Biochemical and Structural Characterization of New Haloalkane Dehalogenase DbeA from Bradyrhizobium elkani USDA94
Tatyana Prudnikovaa, Tomas Mozgac, Pavlina Rezacovae,f, Radka Chaloupkovac, Yukari Satog, Michal Kutya,b, Tana Koudelakovac, Yuji Nagatag, Jiri Damborskyc,d, and Ivana Kuta Smatanovaa,b
aInstitute of Physical Biology University of South Bohemia Ceske Budejovice, Zamek 136, 373 33 Nove Hrady, Czech Republic
bInstitute of Systems Biology and Ecology Academy of Science of the Czech Republic, Zamek 136, 373 33 Nove Hrady, Czech Republic
cLoschmidt Laboratories, Institute of Experimental Biology and National Centre for Biomolecular Research, Faculty of Science, Masaryk University, Kamenice 5/A4, 625 00 Brno, Czech Republic
dLoschmidt Laboratories, Faculty of Science, Masaryk University, Kamenice 5/A4, 62500 Brno, Czech Republic
eInstitute of Molecular Genetics, Academy of Sciences of the Czech Republic, Flemingovo nam. 2, 166 37 Prague, Czech Republic
fInstitute of Organic Chemistry and Biochemistry, Academy of Sciences of the Czech Republic, Flemingovo nam. 2, 166 37 Prague, Czech Republic
gDepartment of Environmental Life Sciences, Graduate School of Life Sciences, Tohoku University, 2-1-1 Katahira, Sendai 980-8577, Japan
A novel enzyme belonging to the family of haloalkane dehalogenases (EC 3.8.1.5) was isolated from Bradyrhizobium elkani USDA94. Haloalkane dehalogenases are important class of microbial enzymes with catalytic activity for detoxification of halogenated aliphatic compounds.

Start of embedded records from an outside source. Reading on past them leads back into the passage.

//! Five-session price change bucketing
//!
//! Compares the latest close with the close six bars back (one trading week
//! plus the reference bar) and sorts the move into a labelled bucket. The
//! outer buckets carry a warning flag.

use std::collections::HashMap;

use crate::params::{get_level, ParamMeta, Tunable};
use crate::{round2, AnalysisError, Result, OHLCV};

/// Fewest bars for a week-change reading
pub const WEEK_CHANGE_MIN_BARS: usize = 5;

/// Distance, in bars, from the reference close to the latest close
const LOOKBACK: usize = 5;

#[derive(Debug, Clone, Copy, PartialEq, Eq, Hash, serde::Serialize, serde::Deserialize)]
#[serde(rename_all = "lowercase")]
pub enum WeekChangeLabel {
    Surge,
    Up,
    Stable,
    Down,
    Plunge,
}

impl WeekChangeLabel {
    pub fn as_str(self) -> &'static str {
        match self {
            WeekChangeLabel::Surge => "surge",
            WeekChangeLabel::Up => "up",
            WeekChangeLabel::Stable => "stable",
            WeekChangeLabel::Down => "down",
            WeekChangeLabel::Plunge => "plunge",
        }
    }

    pub fn is_warning(self) -> bool {
        matches!(self, WeekChangeLabel::Surge | WeekChangeLabel::Plunge)
    }
}

impl std::fmt::Display for WeekChangeLabel {
    fn fmt(&self, f: &mut std::fmt::Formatter<'_>) -> std::fmt::Result {
        f.write_str(self.as_str())
    }
}

#[derive(Debug, Clone, Copy, PartialEq, serde::Serialize, serde::Deserialize)]
#[serde(rename_all = "camelCase")]
pub struct WeekChange {
    /// Percent change, 2 decimal places
    pub rate_percent: f64,
    pub label: WeekChangeLabel,
    pub is_warning: bool,
}

/// Bucket boundaries in percent
#[derive(Debug, Clone, Copy, PartialEq, serde::Serialize, serde::Deserialize)]
#[serde(default, rename_all = "camelCase")]
pub struct WeekChangeParams {
    pub surge: f64,
    pub up: f64,
    pub down: f64,
    pub plunge: f64,
}

impl Default for WeekChangeParams {
    fn default() -> Self {
        Self {
            surge: 30.0,
            up: 10.0,
            down: -10.0,
            plunge: -20.0,
        }
    }
}

impl WeekChangeParams {
    pub fn validate(&self) -> Result<()> {
        let ordered = [self.plunge, self.down, self.up, self.surge];
        if ordered.iter().any(|v| !v.is_finite()) {
            return Err(AnalysisError::InvalidValue("week change thresholds must be finite"));
        }
        if !ordered.windows(2).all(|w| w[0] <= w[1]) {
            return Err(AnalysisError::InvalidConfig(format!(
                "week change thresholds must satisfy plunge <= down <= up <= surge, got {} / {} / {} / {}",
                self.plunge, self.down, self.up, self.surge
            )));
        }
        Ok(())
    }

    /// Bucket a percent change.
    ///
    /// Buckets are compared on whole percents (half away from zero), so
    /// 9.9 counts as 10 and -19.5 as -20.
    pub fn classify(&self, rate_percent: f64) -> WeekChangeLabel {
        let whole = rate_percent.round();
        if whole >= self.surge {
            WeekChangeLabel::Surge
        } else if whole >= self.up {
            WeekChangeLabel::Up
        } else if whole <= self.plunge {
            WeekChangeLabel::Plunge
        } else if whole <= self.down {
            WeekChangeLabel::Down
        } else {
            WeekChangeLabel::Stable
        }
    }
}

static WEEK_CHANGE_PARAMS: [ParamMeta; 4] = [
    ParamMeta::level("surge", 30.0, (20.0, 50.0, 5.0), "Percent change at or above which the move is a surge"),
    ParamMeta::level("up", 10.0, (5.0, 20.0, 1.0), "Percent change at or above which the move is up"),
    ParamMeta::level("down", -10.0, (-20.0, -5.0, 1.0), "Percent change at or below which the move is down"),
    ParamMeta::level("plunge", -20.0, (-40.0, -10.0, 5.0), "Percent change at or below which the move is a plunge"),
];

impl Tunable for WeekChangeParams {
    fn param_meta() -> &'static [ParamMeta] {
        &WEEK_CHANGE_PARAMS
    }

    fn with_params(params: &HashMap<&str, f64>) -> Result<Self> {
        let d = Self::default();
        let week = Self {
            surge: get_level(params, "surge", d.surge)?,
            up: get_level(params, "up", d.up)?,
            down: get_level(params, "down", d.down)?,
            plunge: get_level(params, "plunge", d.plunge)?,
        };
        week.validate()?;
        Ok(week)
    }
}

/// Percent change of the latest close against the close six bars back.
///
/// Needs at least 5 bars; with exactly 5 the first bar is the reference.
/// A zero reference close has no defined rate and yields `None`.
pub fn week_change<T: OHLCV>(bars: &[T], params: &WeekChangeParams) -> Option<WeekChange> {
    if bars.len() < WEEK_CHANGE_MIN_BARS {
        return None;
    }
    let latest = bars.len() - 1;
    let base = bars[latest.saturating_sub(LOOKBACK)].close();
    if base == 0.0 {
        return None;
    }

    let rate_percent = round2((bars[latest].close() - base) / base * 100.0);
    let label = params.classify(rate_percent);
    Some(WeekChange {
        rate_percent,
        label,
        is_warning: label.is_warning(),
    })
}

#[cfg(test)]
mod tests {
    use super::*;
    use crate::test_util::from_closes;

    fn change(closes: &[f64]) -> Option<WeekChange> {
        week_change(&from_closes(closes), &WeekChangeParams::default())
    }

    #[test]
    fn test_needs_five_bars() {
        assert!(change(&[100.0, 101.0, 102.0, 103.0]).is_none());
        assert!(change(&[100.0, 101.0, 102.0, 103.0, 104.0]).is_some());
    }

    #[test]
    fn test_reference_is_six_bars_back() {
        let wc = change(&[50.0, 100.0, 1.0, 1.0, 1.0, 1.0, 130.0]).unwrap();
        assert_eq!(wc.rate_percent, 30.0);
        assert_eq!(wc.label, WeekChangeLabel::Surge);
        assert!(wc.is_warning);
    }

    #[test]
    fn test_short_series_uses_first_bar() {
        let wc = change(&[100.0, 90.0, 95.0, 99.0, 80.0]).unwrap();
        assert_eq!(wc.rate_percent, -20.0);
        assert_eq!(wc.label, WeekChangeLabel::Plunge);
        assert!(wc.is_warning);
    }

    #[test]
    fn test_boundaries() {
        let p = WeekChangeParams::default();
        assert_eq!(p.classify(30.0), WeekChangeLabel::Surge);
        assert_eq!(p.classify(29.0), WeekChangeLabel::Up);
        assert_eq!(p.classify(10.0), WeekChangeLabel::Up);
        assert_eq!(p.classify(9.9), WeekChangeLabel::Up);
        assert_eq!(p.classify(9.4), WeekChangeLabel::Stable);
        assert_eq!(p.classify(0.0), WeekChangeLabel::Stable);
        assert_eq!(p.classify(-9.4), WeekChangeLabel::Stable);
        assert_eq!(p.classify(-10.0), WeekChangeLabel::Down);
        assert_eq!(p.classify(-19.0), WeekChangeLabel::Down);
        assert_eq!(p.classify(-20.0), WeekChangeLabel::Plunge);
        assert_eq!(p.classify(-45.0), WeekChangeLabel::Plunge);
    }

    #[test]
    fn test_warning_edges_round_to_whole_percent() {
        let p = WeekChangeParams::default();
        assert_eq!(p.classify(29.4), WeekChangeLabel::Up);
        assert_eq!(p.classify(29.5), WeekChangeLabel::Surge);
        assert_eq!(p.classify(-19.4), WeekChangeLabel::Down);
        assert_eq!(p.classify(-19.5), WeekChangeLabel::Plunge);

        let surge = change(&[100.0, 100.0, 100.0, 100.0, 100.0, 129.5]).unwrap();
        assert_eq!(surge.rate_percent, 29.5);
        assert_eq!(surge.label, WeekChangeLabel::Surge);
        assert!(surge.is_warning);

        let up = change(&[100.0, 100.0, 100.0, 100.0, 100.0, 129.4]).unwrap();
        assert_eq!(up.rate_percent, 29.4);
        assert!(!up.is_warning);

        let plunge = change(&[100.0, 100.0, 100.0, 100.0, 100.0, 80.5]).unwrap();
        assert_eq!(plunge.rate_percent, -19.5);
        assert_eq!(plunge.label, WeekChangeLabel::Plunge);
        assert!(plunge.is_warning);

        let down = change(&[100.0, 100.0, 100.0, 100.0, 100.0, 80.6]).unwrap();
        assert_eq!(down.rate_percent, -19.4);
        assert_eq!(down.label, WeekChangeLabel::Down);
        assert!(!down.is_warning);
    }

    #[test]
    fn test_nine_point_nine_is_up_without_warning() {
        let wc = change(&[100.0, 100.0, 100.0, 100.0, 100.0, 109.9]).unwrap();
        assert_eq!(wc.rate_percent, 9.9);
        assert_eq!(wc.label, WeekChangeLabel::Up);
        assert!(!wc.is_warning);
    }

    #[test]
    fn test_rate_is_rounded() {
        let wc = change(&[3.0, 3.0, 3.0, 3.0, 3.0, 4.0]).unwrap();
        assert_eq!(wc.rate_percent, 33.33);
    }

    #[test]
    fn test_zero_base_is_none() {
        let bars = from_closes(&[0.0, 1.0, 1.0, 1.0, 1.0, 1.0]);
        assert!(week_change(&bars, &WeekChangeParams::default()).is_none());
    }

    #[test]
    fn test_params_validation() {
        assert!(WeekChangeParams::default().validate().is_ok());
        let crossed = WeekChangeParams {
            up: -15.0,
            ..WeekChangeParams::default()
        };
        assert!(crossed.validate().is_err());
        let nan = WeekChangeParams {
            surge: f64::NAN,
            ..WeekChangeParams::default()
        };
        assert!(nan.validate().is_err());
    }

    #[test]
    fn test_params_by_name() {
        let mut overrides = HashMap::new();
        overrides.insert("plunge", -25.0);
        let params = WeekChangeParams::with_params(&overrides).unwrap();
        assert_eq!(params.plunge, -25.0);
        assert_eq!(params.classify(-22.0), WeekChangeLabel::Down);

        overrides.insert("down", -30.0);
        assert!(WeekChangeParams::with_params(&overrides).is_err());
    }

    #[test]
    fn test_label_strings() {
        assert_eq!(WeekChangeLabel::Plunge.to_string(), "plunge");
        assert!(!WeekChangeLabel::Down.is_warning());
    }
}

DbeA protein is closely related to DbjA enzyme from Bradyrhizobium japonicum USDA110 (71% identity), but has different biochemical properties. DbeA is generally less active than DbjA and has a higher specificity towards brominated and iodinated compounds. Crystal structure of novel haloalkane dehalogenase DbeA of Bradyrhizobium elkani USDA94 has been solved and refined using diffraction data to 2.2 Å resolution. Overall fold and topology of DbeA is very similar to related enzymes with known structure. Structural comparison discovered differences in active site tunnel which can explain differential substrate specificities and inhibitor affinities.